Dans un monde où la compassion semble être en voie de disparition, Maître Kamel Daoud, avocat de la LDH, se félicite de la décision de la cour d’appel de Paris d’ouvrir une enquête contre Fabrice Leggeri. Ce dernier, qui a dirigé Frontex de 2015 à 2022, est désormais sous le feu des projecteurs pour complicité de crimes contre l’humanité. Une belle façon de montrer que la pugnacité des associations n’est pas vaine, même si le chemin est semé d’embûches.
Ce qui se passe réellement
La plainte déposée en avril 2024 par la Ligue des droits de l’homme et Utopia 56 a enfin trouvé un écho. Après deux ans de procédure, la cour a décidé qu’il y avait « lieu à informer sur les faits tels qu’ils résultent de la plainte ». On parle ici de refoulements, de détentions arbitraires, et même de violences commises par les garde-côtes grecs. Le petit Aylan Kurdi, retrouvé noyé en 2015, n’est qu’un symbole parmi tant d’autres de cette tragédie humaine.

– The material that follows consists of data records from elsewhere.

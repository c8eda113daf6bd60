//! OTP delivery port
//!
//! Sends an issued code to its recipient. Implementations report `Ok(false)`
//! for the configured degraded mode (no delivery credentials, code logged
//! instead); `Err` means a real attempt failed. Issuance treats both as
//! non-fatal: a verifiable code exists whether or not the email arrived.

use async_trait::async_trait;

use crate::otp::OtpCode;

#[async_trait]
pub trait OtpDeliveryPort: Send + Sync {
    /// Deliver `code` to `email`. Returns whether a delivery was actually
    /// performed.
    async fn deliver(&self, email: &str, code: &OtpCode) -> anyhow::Result<bool>;
}
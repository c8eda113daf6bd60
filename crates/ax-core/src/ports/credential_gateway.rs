//! Credential gateway port
//!
//! Wraps the external identity provider: password validation, account
//! creation, session-creating login, identity fetch and server-side
//! revocation. The gateway holds no local state; token persistence is the
//! vault's job.

use async_trait::async_trait;
use thiserror::Error;

use crate::auth::UserProfile;
use crate::security::SecretString;

/// A session actually issued by the provider. Both tokens are non-empty.
#[derive(Debug, Clone, PartialEq, Eq)]
pub struct ProviderSession {
    pub user: UserProfile,
    pub access_token: String,
    pub refresh_token: String,
}

/// Result of account creation. Tokens may legitimately be empty when the
/// provider requires email confirmation before issuing a session; that is
/// "account created, not yet authenticated", not an error.
#[derive(Debug, Clone, PartialEq, Eq)]
pub struct CreatedAccount {
    pub user: Option<UserProfile>,
    pub access_token: String,
    pub refresh_token: String,
}

/// Uniform gateway failures. Provider errors are wrapped, not re-coded; the
/// calling use case decides which `AuthError` kind an operation surfaces.
#[derive(Debug, Error)]
pub enum GatewayError {
    /// The provider rejected the request (bad credentials, signup refused).
    #[error("identity provider rejected the request: {0}")]
    Rejected(String),

    /// No valid bearer was attached to an identity fetch.
    #[error("no valid bearer session")]
    NoSession,

    /// The provider could not be reached or answered with garbage.
    #[error("identity provider request failed: {0}")]
    Transport(String),
}

#[async_trait]
pub trait CredentialGatewayPort: Send + Sync {
    /// Check an email/password pair without creating a persistent session.
    ///
    /// Internally this performs a login handshake purely to check the
    /// password and immediately revokes the probe session; nothing may be
    /// persisted as a side effect.
    async fn validate_credentials(
        &self,
        email: &str,
        password: &SecretString,
    ) -> Result<(), GatewayError>;

    /// The real, session-creating login call.
    async fn login(
        &self,
        email: &str,
        password: &SecretString,
    ) -> Result<ProviderSession, GatewayError>;

    /// Create an account with a display name attached as provider metadata.
    async fn create_account(
        &self,
        email: &str,
        password: &SecretString,
        name: &str,
    ) -> Result<CreatedAccount, GatewayError>;

    /// Fetch the identity the given bearer belongs to.
    async fn fetch_current_identity(&self, access_token: &str)
        -> Result<UserProfile, GatewayError>;

    /// Revoke the server-side session. Callers treat failures as non-fatal.
    async fn revoke_server_session(&self, access_token: &str) -> Result<(), GatewayError>;
}
//! One-time passcode domain model.

mod challenge;
mod code;

pub use challenge::{OtpChallenge, OTP_TTL_MS};
pub use code::OtpCode;
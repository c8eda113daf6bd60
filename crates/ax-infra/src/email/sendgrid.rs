//! Transactional email client.
//!
//! Talks to a SendGrid-style send endpoint: `POST` with a bearer key and a
//! JSON body carrying recipient, subject and both body variants. A missing
//! key is a legal degraded mode; the code is logged so the flow stays
//! testable without a provisioned email account.

use async_trait::async_trait;
use reqwest::Client;
use serde_json::json;
use tracing::{debug, info, warn};

use ax_core::otp::OtpCode;
use ax_core::ports::OtpDeliveryPort;

use super::template;

const SENDGRID_SEND_ENDPOINT: &str = "https://api.sendgrid.com/v3/mail/send";

#[derive(Debug, Clone)]
pub struct EmailSender {
    pub email: String,
    pub name: String,
}

pub struct SendGridMailer {
    http: Client,
    endpoint: String,
    api_key: Option<String>,
    sender: EmailSender,
}

impl SendGridMailer {
    pub fn new(api_key: Option<String>, sender: EmailSender) -> Self {
        Self {
            http: Client::new(),
            endpoint: SENDGRID_SEND_ENDPOINT.to_owned(),
            api_key,
            sender,
        }
    }

    /// Point the client at a different endpoint (tests).
    pub fn with_endpoint(mut self, endpoint: impl Into<String>) -> Self {
        self.endpoint = endpoint.into();
        self
    }
}

#[async_trait]
impl OtpDeliveryPort for SendGridMailer {
    async fn deliver(&self, email: &str, code: &OtpCode) -> anyhow::Result<bool> {
        let Some(api_key) = &self.api_key else {
            warn!("email api key not configured; delivery skipped");
            // Deliberate degraded mode: the operator reads the code from the
            // logs instead of a mailbox.
            info!(email, code = %code, "verification code (degraded delivery)");
            return Ok(false);
        };

        let message = template::otp_email(code);
        let payload = json!({
            "personalizations": [
                { "to": [{ "email": email }], "subject": message.subject }
            ],
            "from": { "email": self.sender.email, "name": self.sender.name },
            "content": [
                { "type": "text/plain", "value": message.text },
                { "type": "text/html", "value": message.html },
            ],
        });

        let response = self
            .http
            .post(self.endpoint.as_str())
            .bearer_auth(api_key)
            .json(&payload)
            .send()
            .await?;

        let status = response.status();
        if status.is_success() {
            debug!(email, "verification email accepted by the provider");
            Ok(true)
        } else {
            let body = response.text().await.unwrap_or_default();
            anyhow::bail!("email api returned {status}: {body}")
        }
    }
}

#[cfg(test)]
mod tests {
    use super::*;

    fn sender() -> EmailSender {
        EmailSender {
            email: "noreply@axys-banking.com".into(),
            name: "Axys Banking".into(),
        }
    }

    #[tokio::test]
    async fn missing_key_is_degraded_mode_not_failure() {
        let mailer = SendGridMailer::new(None, sender());
        let delivered = mailer
            .deliver("a@x.com", &OtpCode::from_stored("123456"))
            .await
            .unwrap();
        assert!(!delivered);
    }

    #[tokio::test]
    async fn accepted_send_reports_delivery() {
        let mut server = mockito::Server::new_async().await;
        let mock = server
            .mock("POST", "/")
            .match_header("authorization", "Bearer sg-key")
            .with_status(202)
            .create_async()
            .await;

        let mailer =
            SendGridMailer::new(Some("sg-key".into()), sender()).with_endpoint(server.url());
        let delivered = mailer
            .deliver("a@x.com", &OtpCode::from_stored("123456"))
            .await
            .unwrap();

        mock.assert_async().await;
        assert!(delivered);
    }

    #[tokio::test]
    async fn provider_rejection_is_an_error() {
        let mut server = mockito::Server::new_async().await;
        server
            .mock("POST", "/")
            .with_status(401)
            .with_body(r#"{"errors":[{"message":"bad key"}]}"#)
            .create_async()
            .await;

        let mailer =
            SendGridMailer::new(Some("bad".into()), sender()).with_endpoint(server.url());
        let err = mailer
            .deliver("a@x.com", &OtpCode::from_stored("123456"))
            .await
            .unwrap_err();
        assert!(err.to_string().contains("401"));
    }
}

Mais ce n’est pas tout ! Frontex a également collaboré avec les garde-côtes libyens, fournissant des informations sur les bateaux d’exilés. Ces opérations ont souvent abouti à des retours forcés vers la Libye, un pays en guerre, ou à des tragédies qui ont fait de la Méditerranée le plus grand cimetière du monde. Bravo, Frontex, pour votre sens de l’humanité !
Pourquoi cela dérange
La question qui se pose est : comment un homme ayant si clairement contribué à des violations des droits humains peut-il se retrouver à si hautes fonctions politiques ? Leggeri avait conscience de l’irrégularité de ses actes, et pourtant, il a caché les faits. Une belle illustration de l’absurdité des politiques migratoires européennes, où l’indifférence semble être la norme.
Ce que cela implique concrètement
Cette enquête pourrait ouvrir la voie à une véritable remise en question des politiques migratoires en Europe. Les témoins, collaborateurs et autorités de tutelle de Frontex pourraient enfin être interrogés sur leurs responsabilités. Mais ne nous faisons pas d’illusions : la bureaucratie et le déni pourraient encore une fois étouffer la vérité.
Lecture satirique
Il est fascinant de voir comment les promesses de protection des droits humains se heurtent à la réalité. Les discours politiques sont souvent déconnectés de la souffrance réelle des migrants. Pendant que certains parlent de « protection des frontières », d’autres se noient dans la mer Méditerranée. Une belle contradiction, n’est-ce pas ?
Effet miroir international
Si l’on regarde au-delà des frontières européennes, on ne peut s’empêcher de faire le parallèle avec les politiques autoritaires aux États-Unis et en Russie, où les droits humains sont souvent piétinés au nom de la sécurité. L’Europe, en se tournant vers des pratiques similaires, semble se diriger vers une dérive inquiétante.
À quoi s’attendre
Il est difficile de prédire l’issue de cette enquête, mais une chose est sûre : les enjeux sont énormes. Les politiques migratoires doivent être révisées en profondeur, et les responsables de ces tragédies doivent rendre des comptes. Espérons que la justice ne sera pas une simple promesse en l’air.